18 Julho 2025
O artigo é de Jesús Martínez Gordo, doutor em Teologia Fundamental e sacerdote da Diocese de Bilbao, professor da Faculdade de Teologia de Vitoria-Gasteiz e do Instituto Diocesano de Teologia e Pastoral de Bilbao, publicado por Religión Digital, 18-07-2025.
A recente celebração do Congresso Teológico de Montesclaros dedicado ao "cuidado e à 'cidadania'" (Cantábria, 8 a 10 de julho de 2025), foi uma excelente oportunidade para abordar um tema de enorme relevância e que precisa de um tratamento mais amplo e reflexivo, porque muito está em jogo tanto para o futuro das nossas igrejas locais como para o da Igreja Católica e, claro, para a sociedade.
Refiro-me à necessidade de confrontarmos, em nossos possíveis remanescentes paroquiais ou brasas comunitárias — se quisermos que um dia sejam comunidades vivas, estáveis e cheias de futuro — não apenas a questão da caridade sem justiça, mas também a da justiça sem caridade, ou, como diria Domingo Soto, uma justiça "desnatada". Se não estivermos atentos a isso, temo que tais possíveis remanescentes paroquiais ou brasas comunitárias acabem sendo — mais cedo ou mais tarde — remanescentes pastorais.
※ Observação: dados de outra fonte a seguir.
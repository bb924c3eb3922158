use serde::{Deserialize, Serialize};

#[derive(Clone, Debug, PartialEq, Eq, Serialize)]
pub struct ChatRequest {
    pub message: String,
    #[serde(skip_serializing_if = "Option::is_none")]
    pub conversation_id: Option<String>,
}

#[derive(Clone, Debug, PartialEq, Eq, Deserialize)]
pub struct ChatResponse {
    pub response: String,
    #[serde(default)]
    pub sources: Vec<Source>,
    pub conversation_id: String,
}

/// A retrieved chunk the answer was grounded on.
#[derive(Clone, Debug, PartialEq, Eq, Deserialize)]
pub struct Source {
    pub filename: String,
    pub text: String,
    #[serde(default)]
    pub chunk_id: Option<u64>,
}

#[derive(Clone, Debug, PartialEq, Eq, Deserialize)]
pub struct UploadResponse {
    #[serde(default)]
    pub success: bool,
    pub doc_id: String,
    pub filename: String,
    pub chunks: u64,
    pub message: String,
}

#[derive(Clone, Debug, PartialEq, Eq, Deserialize)]
pub struct DocumentsList {
    #[serde(default)]
    pub success: bool,
    pub count: u64,
    pub documents: Vec<Document>,
}

#[derive(Clone, Debug, PartialEq, Eq, Deserialize)]
pub struct Document {
    pub filename: String,
    pub file_type: String,
    pub chunks: u64,
    #[serde(default)]
    pub doc_id: Option<String>,
}

#[derive(Clone, Debug, PartialEq, Eq, Deserialize)]
pub struct Stats {
    #[serde(default)]
    pub success: bool,
    pub total_chunks: u64,
    pub unique_documents: u64,
    pub collection_name: String,
}

#[derive(Clone, Debug, PartialEq, Eq, Deserialize)]
pub struct Health {
    pub status: String,
}
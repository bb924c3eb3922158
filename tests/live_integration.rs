use std::time::{SystemTime, UNIX_EPOCH};

use docqa_client::{ClientConfig, DocQaError, ResilientClient, UploadFile};

fn load_live_base_url() -> Result<String, String> {
    std::env::var("DOCQA_LIVE_URL")
        .map_err(|_| "DOCQA_LIVE_URL environment variable is required".to_owned())
        .and_then(|url| {
            if url.trim().is_empty() {
                Err("DOCQA_LIVE_URL is set but empty".to_owned())
            } else {
                Ok(url)
            }
        })
}

fn unique_suffix() -> u128 {
    SystemTime::now()
        .duration_since(UNIX_EPOCH)
        .expect("clock must be after epoch")
        .as_millis()
}

#[tokio::test]
async fn live_upload_chat_and_delete_roundtrip() {
    let base_url = match load_live_base_url() {
        Ok(url) => url,
        Err(_) => {
            eprintln!("skipping live test: DOCQA_LIVE_URL not set");
            return;
        }
    };

    let config = ClientConfig::new(base_url).expect("live base url must be valid");
    let client = ResilientClient::from_config(&config).expect("default options are valid");

    let health = client.health_check().await.expect("backend must be healthy");
    assert!(!health.status.is_empty());

    let filename = format!("live_{}.txt", unique_suffix());
    let file = UploadFile::new(
        filename.clone(),
        b"The capital of the test fixture is Ferrisville.".to_vec(),
    );
    let uploaded = client
        .upload_document(&file)
        .await
        .expect("upload must succeed");
    assert_eq!(uploaded.filename, filename);

    let list = client.list_documents().await.expect("list must succeed");
    assert!(list.documents.iter().any(|doc| doc.filename == filename));

    let stats = client.get_stats().await.expect("stats must succeed");
    assert!(stats.total_chunks >= uploaded.chunks);

    let answer = client
        .chat("What is the capital of the test fixture?", None)
        .await
        .expect("chat must succeed");
    assert!(!answer.conversation_id.is_empty());

    let cleanup = client.delete_document(&uploaded.doc_id).await;
    if let Err(DocQaError::Http { status, message }) = cleanup {
        panic!("cleanup failed with status {status}: {message}");
    }
}
use std::time::Duration;

/// Suspends the current task for `duration`.
#[cfg(not(target_arch = "wasm32"))]
pub(crate) async fn sleep(duration: Duration) {
    tokio::time::sleep(duration).await;
}

/// Suspends the current task for `duration`.
///
/// Browsers and edge runtimes have no tokio timer; this resolves a promise
/// from the global `setTimeout`. If no `setTimeout` is reachable the promise
/// resolves immediately, so retries degrade to back-to-back attempts.
#[cfg(target_arch = "wasm32")]
pub(crate) async fn sleep(duration: Duration) {
    use wasm_bindgen::{JsCast, JsValue};

    let millis = duration.as_millis().min(i32::MAX as u128) as i32;
    let promise = js_sys::Promise::new(&mut |resolve, _reject| {
        let global = js_sys::global();
        let scheduled = js_sys::Reflect::get(&global, &JsValue::from_str("setTimeout"))
            .ok()
            .and_then(|value| value.dyn_into::<js_sys::Function>().ok())
            .map(|set_timeout| set_timeout.call2(&global, &resolve, &JsValue::from(millis)))
            .is_some_and(|result| result.is_ok());
        if !scheduled {
            let _ = resolve.call0(&JsValue::UNDEFINED);
        }
    });
    let _ = wasm_bindgen_futures::JsFuture::from(promise).await;
}
pub mod classifier;
pub mod config;
pub mod coordinator;
pub mod dispatch;
pub mod error;
pub mod geometry;
pub mod landmarks;
pub mod report;
pub mod session;
pub mod source;

#[cfg(test)]
pub(crate) mod fixtures;

pub use classifier::{PostureClassifier, PostureThresholds, Verdict, ViolationKind};
pub use coordinator::{Coordinator, CoordinatorBuilder};
pub use error::{AppError, ConfigError, DispatchError, SourceError};
pub use landmarks::{Landmark, LandmarkFrame, LandmarkSet, PoseLandmark};
pub use report::PostureReport;
pub use session::{AlertBuffer, AlertEvent, PostureState, Session, TransitionMachine};
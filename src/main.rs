use posture_watch::config::Configuration;
use posture_watch::coordinator::CoordinatorBuilder;
use posture_watch::error::AppError;
use posture_watch::report::PostureReport;
use posture_watch::source::PlaybackSource;
use std::time::Duration;
use tracing::Level;

fn init_logging() {
    tracing_subscriber::fmt().with_max_level(Level::INFO).init();
}

#[tokio::main]
async fn main() -> Result<(), AppError> {
    init_logging();

    let config_path = std::env::var("POSTURE_CONFIG").ok();
    let configuration = Configuration::load(config_path.as_deref())?;

    let Some(script_path) = std::env::args().nth(1) else {
        tracing::error!("Usage: posture-watch <landmark-script.jsonl>");
        return Ok(());
    };

    let source = PlaybackSource::from_path(&script_path)?
        .with_frame_interval(Duration::from_millis(configuration.frame_interval_ms));

    tracing::info!(script = %script_path, "starting posture analysis");

    let coordinator = CoordinatorBuilder::new(configuration)
        .source(Box::new(source))
        .build()?;

    let session = coordinator.wait().await?;
    let report = PostureReport::from_session(&session);
    tracing::info!(total_alerts = report.total_alerts, "analysis complete");
    println!("{}", serde_json::to_string_pretty(&report)?);

    Ok(())
}
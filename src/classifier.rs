use crate::geometry;
use crate::landmarks::{LandmarkSet, PoseLandmark};
use serde::Deserialize;

/// Tunable limits for the posture checks.
#[derive(Debug, Clone, Deserialize)]
#[serde(default)]
pub struct PostureThresholds {
    /// Minimum shoulder-hip-knee angle in degrees.
    pub back_angle_min: f32,
    /// How far the knee may sit past the ankle, normalized units.
    pub knee_over_toe_margin: f32,
    /// Allowed nose-to-shoulder horizontal offset, normalized units.
    pub neck_offset_max: f32,
}

impl Default for PostureThresholds {
    fn default() -> Self {
        Self {
            back_angle_min: 150.0,
            knee_over_toe_margin: 0.05,
            neck_offset_max: 0.1,
        }
    }
}

#[derive(Debug, Clone, Copy, PartialEq, Eq, Hash)]
pub enum ViolationKind {
    BackAngle,
    KneeOverToe,
    NeckBend,
}

impl ViolationKind {
    /// User-facing reason string; the log sink stores these verbatim.
    pub fn reason(&self) -> &'static str {
        match self {
            ViolationKind::BackAngle => "⚠️ Back angle < 150° — Bad posture!",
            ViolationKind::KneeOverToe => "⚠️ Knee over toe — Bad posture!",
            ViolationKind::NeckBend => "⚠️ Neck bent > 30° — Bad posture!",
        }
    }
}

/// Per-frame classification result. Ephemeral; recomputed on every frame.
#[derive(Debug, Clone, Copy, PartialEq, Eq)]
pub enum Verdict {
    Ok,
    Violation(ViolationKind),
}

/// Combines the geometric checks into a single verdict per landmark set.
///
/// Checks run in fixed priority order: back angle, knee over toe, neck bend.
/// The first failing check wins, so back posture dominates the reported
/// reason.
pub struct PostureClassifier {
    thresholds: PostureThresholds,
}

impl PostureClassifier {
    pub fn new() -> Self {
        Self {
            thresholds: PostureThresholds::default(),
        }
    }

    pub fn with_thresholds(mut self, thresholds: PostureThresholds) -> Self {
        self.thresholds = thresholds;
        self
    }

    pub fn classify(&self, landmarks: &LandmarkSet) -> Verdict {
        if self.back_angle_violated(landmarks) {
            return Verdict::Violation(ViolationKind::BackAngle);
        }
        if self.knee_over_toe(landmarks) {
            return Verdict::Violation(ViolationKind::KneeOverToe);
        }
        if self.neck_bent(landmarks) {
            return Verdict::Violation(ViolationKind::NeckBend);
        }
        Verdict::Ok
    }

    // Every check fails open: a missing landmark or a NaN angle means the
    // check passes. Deliberate policy, covered by tests below.

    fn back_angle_violated(&self, landmarks: &LandmarkSet) -> bool {
        let (Some(shoulder), Some(hip), Some(knee)) = (
            landmarks.get(PoseLandmark::LeftShoulder),
            landmarks.get(PoseLandmark::LeftHip),
            landmarks.get(PoseLandmark::LeftKnee),
        ) else {
            return false;
        };
        let angle = geometry::angle_at(hip, shoulder, knee);
        // NaN compares false here, which is exactly the fail-open behavior.
        angle < self.thresholds.back_angle_min
    }

    fn knee_over_toe(&self, landmarks: &LandmarkSet) -> bool {
        let (Some(knee), Some(ankle)) = (
            landmarks.get(PoseLandmark::LeftKnee),
            landmarks.get(PoseLandmark::LeftAnkle),
        ) else {
            return false;
        };
        knee.x > ankle.x + self.thresholds.knee_over_toe_margin
    }

    fn neck_bent(&self, landmarks: &LandmarkSet) -> bool {
        let (Some(nose), Some(shoulder)) = (
            landmarks.get(PoseLandmark::Nose),
            landmarks.get(PoseLandmark::LeftShoulder),
        ) else {
            return false;
        };
        (nose.x - shoulder.x).abs() > self.thresholds.neck_offset_max
    }
}
use crate::classifier::PostureThresholds;
use crate::error::ConfigError;
use serde::Deserialize;

#[derive(Debug, Clone, Deserialize)]
#[serde(default)]
pub struct Configuration {
    /// Base URL of the log sink.
    pub log_endpoint: String,
    /// Alert buffer capacity per session.
    pub alert_capacity: usize,
    pub frame_buffer_size: usize,
    /// Playback clock period in milliseconds.
    pub frame_interval_ms: u64,
    pub thresholds: PostureThresholds,
}

impl Default for Configuration {
    fn default() -> Self {
        Self {
            log_endpoint: "http://localhost:5000".to_string(),
            alert_capacity: 50,
            frame_buffer_size: 60,
            frame_interval_ms: 33,
            thresholds: PostureThresholds::default(),
        }
    }
}

impl Configuration {
    /// Layers an optional config file and `POSTURE_`-prefixed environment
    /// variables over the defaults.
    pub fn load(path: Option<&str>) -> Result<Self, ConfigError> {
        let mut builder = config::Config::builder();
        if let Some(path) = path {
            builder = builder.add_source(config::File::with_name(path));
        }
        let settings = builder
            .add_source(config::Environment::with_prefix("POSTURE").separator("__"))
            .build()?;
        Ok(settings.try_deserialize()?)
    }
}
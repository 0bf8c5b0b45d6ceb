use crate::landmarks::Landmark;

/// Angle in degrees at `vertex` between the rays toward `a` and `b`, via the
/// dot-product/arc-cosine relation on the planar (x, y) vectors.
///
/// Returns NaN when either ray has zero magnitude; callers treat that as
/// "no verdict" rather than an error.
pub fn angle_at(vertex: &Landmark, a: &Landmark, b: &Landmark) -> f32 {
    let (ax, ay) = (a.x - vertex.x, a.y - vertex.y);
    let (bx, by) = (b.x - vertex.x, b.y - vertex.y);

    let dot = ax * bx + ay * by;
    let mag_a = (ax * ax + ay * ay).sqrt();
    let mag_b = (bx * bx + by * by).sqrt();

    // 0/0 propagates NaN through clamp and acos.
    let cos = (dot / (mag_a * mag_b)).clamp(-1.0, 1.0);
    cos.acos().to_degrees()
}

#[cfg(test)]
mod tests {
    use super::*;

    fn lm(x: f32, y: f32) -> Landmark {
        Landmark::new(x, y)
    }

    #[test]
    fn right_angle() {
        let angle = angle_at(&lm(0.0, 0.0), &lm(1.0, 0.0), &lm(0.0, 1.0));
        assert!((angle - 90.0).abs() < 1e-3);
    }

    #[test]
    fn straight_line_is_180() {
        let angle = angle_at(&lm(0.5, 0.5), &lm(0.9, 0.5), &lm(0.1, 0.5));
        assert!((angle - 180.0).abs() < 1e-3);
    }

    #[test]
    fn collapsed_ray_is_nan() {
        let angle = angle_at(&lm(0.5, 0.5), &lm(0.5, 0.5), &lm(0.1, 0.2));
        assert!(angle.is_nan());
    }

    #[test]
    fn rounding_never_escapes_the_acos_domain() {
        // Nearly parallel rays can push the cosine a hair past 1.0.
        let angle = angle_at(&lm(0.0, 0.0), &lm(0.3, 0.3), &lm(0.6, 0.6));
        assert!((0.0..=180.0).contains(&angle));
    }
}
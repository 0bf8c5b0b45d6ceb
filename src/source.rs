use crate::error::SourceError;
use crate::landmarks::{Landmark, LandmarkFrame, LandmarkSet};
use async_trait::async_trait;
use serde::Deserialize;
use std::path::Path;
use std::time::Duration;
use tokio::sync::mpsc;
use tokio::time::{Interval, MissedTickBehavior};

/// Default playback pacing, ~30 fps.
pub const DEFAULT_FRAME_INTERVAL: Duration = Duration::from_millis(33);

/// Seam between the pipeline and whatever produces landmark frames.
///
/// Delivery from the pose model is asynchronous; the pipeline consumes it
/// as a pull-based sequence, one frame at a time.
#[async_trait]
pub trait FrameSource: Send {
    /// Next frame, or None once the source is exhausted.
    async fn next_frame(&mut self) -> Option<LandmarkFrame>;
}

/// Push-style delivery: the capture side holds the sender and the pipeline
/// pulls frames off the channel. Dropping the sender ends the session.
pub struct ChannelSource {
    rx: mpsc::Receiver<LandmarkFrame>,
}

impl ChannelSource {
    pub fn channel(buffer: usize) -> (mpsc::Sender<LandmarkFrame>, Self) {
        let (tx, rx) = mpsc::channel(buffer);
        (tx, Self { rx })
    }
}

#[async_trait]
impl FrameSource for ChannelSource {
    async fn next_frame(&mut self) -> Option<LandmarkFrame> {
        self.rx.recv().await
    }
}

#[derive(Debug, Deserialize)]
struct ScriptLine {
    // Absent or null means the model saw nobody on that frame.
    #[serde(default)]
    landmarks: Option<Vec<Landmark>>,
}

/// Replays a recorded landmark script, one JSON object per line, on a fixed
/// clock tick, modeling uploaded-video playback.
#[derive(Debug)]
pub struct PlaybackSource {
    frames: std::vec::IntoIter<Option<LandmarkSet>>,
    period: Duration,
    interval: Option<Interval>,
}

impl PlaybackSource {
    pub fn from_path(path: impl AsRef<Path>) -> Result<Self, SourceError> {
        let path = path.as_ref();
        let content = std::fs::read_to_string(path)
            .map_err(|e| SourceError::Read(e, path.display().to_string()))?;

        let mut frames = Vec::new();
        for (number, line) in content.lines().enumerate() {
            if line.trim().is_empty() {
                continue;
            }
            let parsed: ScriptLine = serde_json::from_str(line)
                .map_err(|e| SourceError::Decode(e, number + 1))?;
            frames.push(parsed.landmarks.map(LandmarkSet::new));
        }

        Ok(Self {
            frames: frames.into_iter(),
            period: DEFAULT_FRAME_INTERVAL,
            interval: None,
        })
    }

    /// Overrides the playback clock period.
    pub fn with_frame_interval(mut self, period: Duration) -> Self {
        self.period = period;
        self
    }

    pub fn remaining(&self) -> usize {
        self.frames.len()
    }
}

#[async_trait]
impl FrameSource for PlaybackSource {
    async fn next_frame(&mut self) -> Option<LandmarkFrame> {
        // The interval is created lazily so construction does not need a
        // runtime.
        let interval = self.interval.get_or_insert_with(|| {
            let mut interval = tokio::time::interval(self.period);
            interval.set_missed_tick_behavior(MissedTickBehavior::Delay);
            interval
        });
        interval.tick().await;

        self.frames.next().map(|landmarks| match landmarks {
            Some(set) => LandmarkFrame::new(set),
            None => LandmarkFrame::empty(),
        })
    }
}
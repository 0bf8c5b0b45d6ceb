use chrono::{DateTime, Utc};
use serde::{Deserialize, Serialize};
use uuid::Uuid;

/// Number of slots in the pose model's landmark schema.
pub const LANDMARK_COUNT: usize = 33;

/// A tracked anatomical point with normalized planar coordinates.
///
/// Depth and visibility are carried through from the model but the posture
/// checks only consult x and y.
#[derive(Debug, Clone, Copy, PartialEq, Serialize, Deserialize)]
pub struct Landmark {
    pub x: f32,
    pub y: f32,
    #[serde(default)]
    pub z: f32,
    #[serde(default = "default_visibility")]
    pub visibility: f32,
}

fn default_visibility() -> f32 {
    1.0
}

impl Landmark {
    pub fn new(x: f32, y: f32) -> Self {
        Self {
            x,
            y,
            z: 0.0,
            visibility: 1.0,
        }
    }
}

/// Indices into the 33-slot landmark schema. Only the left-side subset
/// consulted by the posture checks is named here.
#[derive(Debug, Clone, Copy, PartialEq, Eq, Hash)]
pub enum PoseLandmark {
    Nose = 0,
    LeftShoulder = 11,
    LeftHip = 23,
    LeftKnee = 25,
    LeftAnkle = 27,
}

/// One landmark set as delivered by the pose model, indexed by the fixed
/// schema.
#[derive(Debug, Clone, PartialEq, Serialize, Deserialize)]
pub struct LandmarkSet(Vec<Landmark>);

impl LandmarkSet {
    pub fn new(landmarks: Vec<Landmark>) -> Self {
        Self(landmarks)
    }

    /// Looks up a landmark by schema index. Returns None when the set is
    /// shorter than the schema expects.
    pub fn get(&self, index: PoseLandmark) -> Option<&Landmark> {
        self.0.get(index as usize)
    }

    pub fn len(&self) -> usize {
        self.0.len()
    }

    pub fn is_empty(&self) -> bool {
        self.0.is_empty()
    }
}

impl From<Vec<Landmark>> for LandmarkSet {
    fn from(landmarks: Vec<Landmark>) -> Self {
        Self::new(landmarks)
    }
}

/// One observation from the frame source: either a detected landmark set or
/// an explicit "no landmarks this frame" marker.
#[derive(Debug, Clone)]
pub struct LandmarkFrame {
    frame_id: Uuid,
    captured_at: DateTime<Utc>,
    landmarks: Option<LandmarkSet>,
}

impl LandmarkFrame {
    pub fn new(landmarks: LandmarkSet) -> Self {
        Self {
            frame_id: Uuid::new_v4(),
            captured_at: Utc::now(),
            landmarks: Some(landmarks),
        }
    }

    /// A frame on which the model detected nobody.
    pub fn empty() -> Self {
        Self {
            frame_id: Uuid::new_v4(),
            captured_at: Utc::now(),
            landmarks: None,
        }
    }

    pub fn frame_id(&self) -> Uuid {
        self.frame_id
    }

    pub fn captured_at(&self) -> DateTime<Utc> {
        self.captured_at
    }

    pub fn landmarks(&self) -> Option<&LandmarkSet> {
        self.landmarks.as_ref()
    }
}
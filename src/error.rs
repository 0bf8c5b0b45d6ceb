use thiserror::Error;

// Main application error type

#[derive(Error, Debug)]
pub enum AppError {
    #[error("Configuration Error: {0}")]
    Config(#[from] ConfigError),
    #[error("Source Error: {0}")]
    Source(#[from] SourceError),
    #[error("Dispatch Error: {0}")]
    Dispatch(#[from] DispatchError),
    #[error("Pipeline Error: {0}")]
    Pipeline(String),
    #[error("Report Error: {0}")]
    Report(#[from] serde_json::Error),
}

#[derive(Error, Debug)]
pub enum ConfigError {
    #[error("Failed to load configuration: {0}")]
    Load(#[from] config::ConfigError),
}

// Frame source error type
#[derive(Error, Debug)]
pub enum SourceError {
    #[error("Failed to read landmark script {1}: {0}")]
    Read(std::io::Error, String),
    #[error("Failed to decode landmark script line {1}: {0}")]
    Decode(serde_json::Error, usize),
}

// Log sink error type
#[derive(Error, Debug)]
pub enum DispatchError {
    #[error("Failed to reach log sink: {0}")]
    Network(String),
    #[error("Log sink rejected the request with status {0}")]
    Server(u16),
    #[error("Failed to decode log sink response: {0}")]
    Decode(String),
}
//! Axum route handlers for the Generation API.

use anyhow::anyhow;
use axum::{extract::State, Json};
use chrono::Utc;
use serde::Serialize;
use tokio_util::sync::CancellationToken;
use tracing::info;

use crate::batch::{generate_batch, BatchOptions, BatchOutcome};
use crate::enhancement::enhance_or_fallback;
use crate::errors::AppError;
use crate::flaws::library::{FlawDefinition, FLAW_LIBRARY};
use crate::generation::archetypes::{self, Archetype};
use crate::generation::assembler::{generate, seeded_rng};
use crate::models::candidate::Candidate;
use crate::models::params::CandidateGenerationParams;
use crate::state::AppState;

// ────────────────────────────────────────────────────────────────────────────
// Response types
// ────────────────────────────────────────────────────────────────────────────

#[derive(Debug, Serialize)]
pub struct ArchetypeListResponse {
    pub archetypes: Vec<&'static Archetype>,
}

#[derive(Debug, Serialize)]
pub struct FlawListResponse {
    pub flaws: &'static [FlawDefinition],
}

// ────────────────────────────────────────────────────────────────────────────
// Handlers
// ────────────────────────────────────────────────────────────────────────────

/// GET /api/v1/archetypes
///
/// Both archetype pools with their baselines and behavior presets.
pub async fn handle_list_archetypes() -> Json<ArchetypeListResponse> {
    Json(ArchetypeListResponse {
        archetypes: archetypes::all().collect(),
    })
}

/// GET /api/v1/flaws
pub async fn handle_list_flaws() -> Json<FlawListResponse> {
    Json(FlawListResponse {
        flaws: &FLAW_LIBRARY,
    })
}

/// POST /api/v1/candidates/generate
///
/// One candidate. `count` and `mixed_quality` are ignored here; use the batch
/// endpoint for pools.
pub async fn handle_generate(
    State(state): State<AppState>,
    Json(params): Json<CandidateGenerationParams>,
) -> Result<Json<Candidate>, AppError> {
    let generation_params = params.clone();
    let candidate = tokio::task::spawn_blocking(move || {
        generate(
            &generation_params,
            Utc::now(),
            &mut seeded_rng(generation_params.seed),
        )
    })
    .await
    .map_err(|e| AppError::Internal(anyhow!("generation task failed: {e}")))?;

    let candidate = match (&state.enhancer, params.use_ai_enhancement) {
        (Some(enhancer), true) => {
            enhance_or_fallback(
                enhancer.as_ref(),
                candidate,
                state.config.enhancement_timeout,
            )
            .await
        }
        _ => candidate,
    };

    info!(
        "Generated candidate {} {} (mean score {:.1}; {})",
        candidate.id,
        candidate.full_name(),
        candidate
            .interview_performance
            .simulated_interview_scores
            .overall_mean(),
        candidate.metadata.tags.join(", ")
    );

    Ok(Json(candidate))
}

/// POST /api/v1/candidates/batch
///
/// `count` candidates, optionally split by `mixed_quality`. If the client
/// disconnects, slots still pending are cancelled.
pub async fn handle_batch(
    State(state): State<AppState>,
    Json(params): Json<CandidateGenerationParams>,
) -> Result<Json<BatchOutcome>, AppError> {
    let max = state.config.max_batch_size;
    if params.count == 0 || params.count > max {
        return Err(AppError::Validation(format!(
            "count must be between 1 and {max}, got {}",
            params.count
        )));
    }

    let options = BatchOptions {
        concurrency: state.config.generation_concurrency,
        enhancement_timeout: state.config.enhancement_timeout,
    };
    let cancel = CancellationToken::new();
    let _guard = cancel.clone().drop_guard();

    let outcome = generate_batch(&params, &options, state.enhancer.clone(), &cancel).await;

    Ok(Json(outcome))
}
Publico, por sugestão de alguns bons amigos, parte da minha intervenção, aquela em que me aprofundei na necessidade de cuidar da caridade e da justiça “com Jesus”, a partir do diálogo que Juan Luis Vives (1492-1540) e Domingo Soto (1494-1560) tiveram há algum tempo.
O debate entre K. Rahner — sobre a chamada "ortopraxis" ou a primazia da caridade e da justiça sobre a confissão de fé — e Hans Urs von Balthasar — sobre o martírio de Cordula por confessar, ainda que tardiamente, sua fé em Jesus de Nazaré em comunhão com seus companheiros de comunidade — teve que ser deixado para outra ocasião, assim como o desenvolvimento mais recente deste debate sobre a relação entre "fazer" solidariedade e "crer" na "loucura" amorosa de Deus.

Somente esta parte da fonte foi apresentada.